Directions:
Everything from the line containing "use serde::Serialize;" through the line containing "pub fn get(&self, name: &str)" should be repeated exactly, and nothing else from the data.
=== Study material ===
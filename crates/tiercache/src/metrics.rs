//! Provides access to the metrics system.
//!
//! Metrics are a no-op unless [`configure_statsd`] has been called once at
//! process startup.

use std::collections::BTreeMap;
use std::net::ToSocketAddrs;
use std::ops::Deref;
use std::sync::OnceLock;

use cadence::{Metric, MetricBuilder, StatsdClient, UdpMetricSink};

static METRICS_CLIENT: OnceLock<MetricsClient> = OnceLock::new();

/// The metrics prelude that is necessary to use the client.
pub mod prelude {
    pub use cadence::prelude::*;
}

#[derive(Debug)]
pub struct MetricsClient {
    statsd_client: StatsdClient,
    /// Tags sent with every metric.
    tags: BTreeMap<String, String>,
}

impl MetricsClient {
    #[inline(always)]
    pub fn send_metric<'a, T>(&'a self, mut metric: MetricBuilder<'a, '_, T>)
    where
        T: Metric + From<String>,
    {
        for (tag, value) in self.tags.iter() {
            metric = metric.with_tag(tag, value);
        }
        metric.send()
    }
}

impl Deref for MetricsClient {
    type Target = StatsdClient;

    fn deref(&self) -> &Self::Target {
        &self.statsd_client
    }
}

/// Tell the metrics system to report to statsd.
///
/// Must be called at most once; later calls are ignored.
pub fn configure_statsd<A: ToSocketAddrs>(
    prefix: &str,
    host: A,
    tags: BTreeMap<String, String>,
) -> std::io::Result<()> {
    let addrs: Vec<_> = host.to_socket_addrs()?.collect();
    if !addrs.is_empty() {
        tracing::info!("Reporting metrics to statsd at {}", addrs[0]);
    }
    let socket = std::net::UdpSocket::bind("0.0.0.0:0")?;
    socket.set_nonblocking(true)?;
    let sink = UdpMetricSink::from(&addrs[..], socket)
        .map_err(|e| std::io::Error::new(std::io::ErrorKind::Other, e))?;
    let statsd_client = StatsdClient::from_sink(prefix, sink);

    METRICS_CLIENT
        .set(MetricsClient {
            statsd_client,
            tags,
        })
        .ok();
    Ok(())
}

/// Invoke a callback with the current statsd client.
///
/// If statsd is not configured the callback is not invoked. For the most
/// part the [`metric!`](crate::metric) macro should be used instead.
#[inline(always)]
pub fn with_client<F>(f: F)
where
    F: FnOnce(&MetricsClient),
{
    if let Some(client) = METRICS_CLIENT.get() {
        f(client)
    }
}

/// Emits a metric.
#[macro_export]
macro_rules! metric {
    // counters
    (counter($id:expr) += $value:expr $(, $k:expr => $v:expr)* $(,)?) => {{
        use $crate::metrics::prelude::*;
        $crate::metrics::with_client(|client| {
            client.send_metric(
                client.count_with_tags($id, $value)
                    $(.with_tag($k, $v))*
            );
        })
    }};

    // gauges
    (gauge($id:expr) = $value:expr $(, $k:expr => $v:expr)* $(,)?) => {{
        use $crate::metrics::prelude::*;
        $crate::metrics::with_client(|client| {
            client.send_metric(
                client.gauge_with_tags($id, $value)
                    $(.with_tag($k, $v))*
            );
        })
    }};

    // we use statsd timers to send things such as file sizes as well
    (time_raw($id:expr) = $value:expr $(, $k:expr => $v:expr)* $(,)?) => {{
        use $crate::metrics::prelude::*;
        $crate::metrics::with_client(|client| {
            client.send_metric(
                client.time_with_tags($id, $value)
                    $(.with_tag($k, $v))*
            );
        })
    }};
}
// File: crates/hero-scene/src/scene.rs
// Summary: Scene descriptions (camera, lights, objects) and per-frame sampling.

use serde::Serialize;

use crate::error::SceneError;
use crate::motion::{Bob, FloatMotion, Spin};
use crate::particles::ParticleField;
use crate::transform::{Transform, Vec3};

pub const PARTICLE_COUNT: usize = 1200;
pub const PARTICLE_EXTENT: f32 = 15.0;
pub const DEFAULT_SEED: u64 = 0x5AA_1981;

#[derive(Clone, Copy, Debug, PartialEq, Serialize)]
pub struct Camera {
    pub position: Vec3,
    pub fov_degrees: f64,
}

#[derive(Clone, Copy, Debug, PartialEq, Serialize)]
#[serde(rename_all = "snake_case")]
pub enum LightKind {
    Ambient,
    Point,
    Spot { angle: f64, penumbra: f64 },
}

#[derive(Clone, Copy, Debug, PartialEq, Serialize)]
pub struct Light {
    pub kind: LightKind,
    pub position: Vec3,
    pub intensity: f64,
    pub color: &'static str,
}

#[derive(Clone, Copy, Debug, PartialEq, Serialize)]
pub struct StarField {
    pub radius: f64,
    pub depth: f64,
    pub count: usize,
    pub factor: f64,
    pub speed: f64,
}

/// Transforms of every animated object at one instant.
#[derive(Clone, Debug, PartialEq, Serialize)]
pub struct SceneFrame {
    pub t: f64,
    pub objects: Vec<(&'static str, Transform)>,
}

impl SceneFrame {
    pub fn get(&self, name: &str) -> Option<&Transform> {
        self.objects.iter().find(|(n, _)| *n == name).map(|(_, t)| t)
    }
}

fn check_time(t: f64) -> Result<f64, SceneError> {
    if t.is_finite() && t >= 0.0 { Ok(t) } else { Err(SceneError::InvalidTime(t)) }
}

/// Landing-page backdrop: dust cloud plus a slowly turning, floating peak.
#[derive(Clone, Debug, PartialEq, Serialize)]
pub struct HeroScene {
    pub camera: Camera,
    pub lights: Vec<Light>,
    pub stars: StarField,
    pub particles: ParticleField,
    #[serde(skip)]
    particle_spin: Spin,
    #[serde(skip)]
    particle_bob: Bob,
    #[serde(skip)]
    peak_spin: Spin,
    #[serde(skip)]
    peak_float: FloatMotion,
}

impl HeroScene {
    pub fn new(seed: u64) -> Result<Self, SceneError> {
        Ok(Self {
            camera: Camera { position: [0.0, 0.0, 8.0], fov_degrees: 40.0 },
            lights: vec![
                Light { kind: LightKind::Ambient, position: [0.0; 3], intensity: 0.4, color: "#ffffff" },
                Light { kind: LightKind::Point, position: [10.0, 10.0, 10.0], intensity: 1.5, color: "#fbbf24" },
                Light { kind: LightKind::Point, position: [-10.0, -10.0, -5.0], intensity: 0.5, color: "#0ea5e9" },
            ],
            stars: StarField { radius: 100.0, depth: 50.0, count: 3000, factor: 4.0, speed: 0.5 },
            particles: ParticleField::generate(PARTICLE_COUNT, PARTICLE_EXTENT, seed)?,
            particle_spin: Spin::per_frame(0.0003),
            particle_bob: Bob { frequency: 0.1, amplitude: 0.2 },
            peak_spin: Spin { radians_per_second: 0.05 },
            peak_float: FloatMotion { speed: 1.0, rotation_intensity: 0.2, float_intensity: 0.4 },
        })
    }

    /// Sample every animated object at `t` seconds since mount.
    pub fn frame(&self, t: f64) -> Result<SceneFrame, SceneError> {
        let t = check_time(t)?;
        let particles = self.particle_spin.at(t).then(&self.particle_bob.at(t));
        let float = self.peak_float.at(t);
        let peak = float.then(&self.peak_spin.at(t));
        Ok(SceneFrame {
            t,
            objects: vec![("particles", particles), ("peak_float", float), ("peak", peak), ("halo", float)],
        })
    }
}

/// Smaller scene beside the impact section: one distorted sphere, floating.
#[derive(Clone, Debug, PartialEq, Serialize)]
pub struct VisualizerScene {
    pub camera: Camera,
    pub lights: Vec<Light>,
    #[serde(skip)]
    float: FloatMotion,
}

impl Default for VisualizerScene {
    fn default() -> Self {
        Self {
            camera: Camera { position: [0.0, 0.0, 4.5], fov_degrees: 45.0 },
            lights: vec![
                Light { kind: LightKind::Ambient, position: [0.0; 3], intensity: 0.8, color: "#ffffff" },
                Light {
                    kind: LightKind::Spot { angle: 0.3, penumbra: 1.0 },
                    position: [5.0, 5.0, 5.0],
                    intensity: 2.0,
                    color: "#9a3412",
                },
            ],
            float: FloatMotion { speed: 1.5, rotation_intensity: 0.5, float_intensity: 0.3 },
        }
    }
}

impl VisualizerScene {
    pub fn frame(&self, t: f64) -> Result<SceneFrame, SceneError> {
        let t = check_time(t)?;
        Ok(SceneFrame { t, objects: vec![("terrain", self.float.at(t))] })
    }
}
// File: crates/chart-core/build.rs
// Summary: Links advapi32 on Windows; Skia's font manager reads installed fonts from the registry.

fn main() {
    if std::env::var("CARGO_CFG_TARGET_OS").as_deref() == Ok("windows") {
        println!("cargo:rustc-link-lib=advapi32");
    }
    println!("cargo:rerun-if-changed=build.rs");
}
// File: crates/site/src/nav.rs
// Summary: Navigation bar state. Each event is applied synchronously; nothing else mutates it.

/// Scroll distance (px) past which the bar switches to its solid style.
pub const SCROLL_THRESHOLD: f64 = 50.0;
/// Height reserved for the fixed bar when jumping to a section.
pub const HEADER_OFFSET: f64 = 100.0;

#[derive(Clone, Copy, Debug, PartialEq, Eq)]
pub enum Section {
    Context,
    Trends,
    Methods,
    Impact,
    Authors,
}

impl Section {
    pub const ALL: [Section; 5] = [Section::Context, Section::Trends, Section::Methods, Section::Impact, Section::Authors];

    /// Anchor id in the page.
    pub fn id(self) -> &'static str {
        match self {
            Section::Context => "context",
            Section::Trends => "trends",
            Section::Methods => "methods",
            Section::Impact => "impact",
            Section::Authors => "authors",
        }
    }

    /// Nav bar label; authors has no entry in the bar.
    pub fn label(self) -> Option<&'static str> {
        match self {
            Section::Context => Some("The Region"),
            Section::Trends => Some("Precipitation Trends"),
            Section::Methods => Some("Methodology"),
            Section::Impact => Some("Impact"),
            Section::Authors => None,
        }
    }

    pub fn from_id(id: &str) -> Option<Section> { Section::ALL.into_iter().find(|s| s.id() == id) }
}

#[derive(Clone, Copy, Debug, PartialEq)]
pub enum NavEvent {
    Scrolled(f64),
    ToggleMenu,
    /// `element_top` is relative to the viewport, `page_offset` the current scroll position.
    Navigate { section: Section, element_top: f64, page_offset: f64 },
}

#[derive(Clone, Copy, Debug, Default, PartialEq, Eq)]
pub struct NavState {
    pub scrolled: bool,
    pub menu_open: bool,
}

impl NavState {
    /// Returns the absolute scroll target for `Navigate`, `None` otherwise.
    pub fn apply(&mut self, event: NavEvent) -> Option<f64> {
        match event {
            NavEvent::Scrolled(y) => {
                self.scrolled = y > SCROLL_THRESHOLD;
                None
            }
            NavEvent::ToggleMenu => {
                self.menu_open = !self.menu_open;
                None
            }
            NavEvent::Navigate { section, element_top, page_offset } => {
                self.menu_open = false;
                let target = element_top + page_offset - HEADER_OFFSET;
                tracing::trace!(section = section.id(), target, "navigate");
                Some(target)
            }
        }
    }
}

#[cfg(test)]
mod tests {
    use super::*;

    #[test]
    fn scroll_threshold_is_strict() {
        let mut s = NavState::default();
        s.apply(NavEvent::Scrolled(50.0));
        assert!(!s.scrolled);
        s.apply(NavEvent::Scrolled(50.5));
        assert!(s.scrolled);
        s.apply(NavEvent::Scrolled(0.0));
        assert!(!s.scrolled);
    }

    #[test]
    fn navigate_closes_menu_and_offsets_header() {
        let mut s = NavState::default();
        s.apply(NavEvent::ToggleMenu);
        assert!(s.menu_open);
        let target = s.apply(NavEvent::Navigate { section: Section::Trends, element_top: 640.0, page_offset: 200.0 });
        assert_eq!(target, Some(740.0));
        assert!(!s.menu_open);
        assert!(!s.scrolled, "navigation does not touch scroll styling");
    }

    #[test]
    fn section_ids_round_trip() {
        for s in Section::ALL {
            assert_eq!(Section::from_id(s.id()), Some(s));
        }
        assert_eq!(Section::from_id("nowhere"), None);
        assert_eq!(Section::ALL.iter().filter_map(|s| s.label()).count(), 4);
    }
}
===
Task answer:
use serde::Serialize;

use crate::error::SceneError;
use crate::motion::{Bob, FloatMotion, Spin};
use crate::particles::ParticleField;
use crate::transform::{Transform, Vec3};

pub const PARTICLE_COUNT: usize = 1200;
pub const PARTICLE_EXTENT: f32 = 15.0;
pub const DEFAULT_SEED: u64 = 0x5AA_1981;

#[derive(Clone, Copy, Debug, PartialEq, Serialize)]
pub struct Camera {
    pub position: Vec3,
    pub fov_degrees: f64,
}

#[derive(Clone, Copy, Debug, PartialEq, Serialize)]
#[serde(rename_all = "snake_case")]
pub enum LightKind {
    Ambient,
    Point,
    Spot { angle: f64, penumbra: f64 },
}

#[derive(Clone, Copy, Debug, PartialEq, Serialize)]
pub struct Light {
    pub kind: LightKind,
    pub position: Vec3,
    pub intensity: f64,
    pub color: &'static str,
}

#[derive(Clone, Copy, Debug, PartialEq, Serialize)]
pub struct StarField {
    pub radius: f64,
    pub depth: f64,
    pub count: usize,
    pub factor: f64,
    pub speed: f64,
}

/// Transforms of every animated object at one instant.
#[derive(Clone, Debug, PartialEq, Serialize)]
pub struct SceneFrame {
    pub t: f64,
    pub objects: Vec<(&'static str, Transform)>,
}

impl SceneFrame {
    pub fn get(&self, name: &str) -> Option<&Transform> {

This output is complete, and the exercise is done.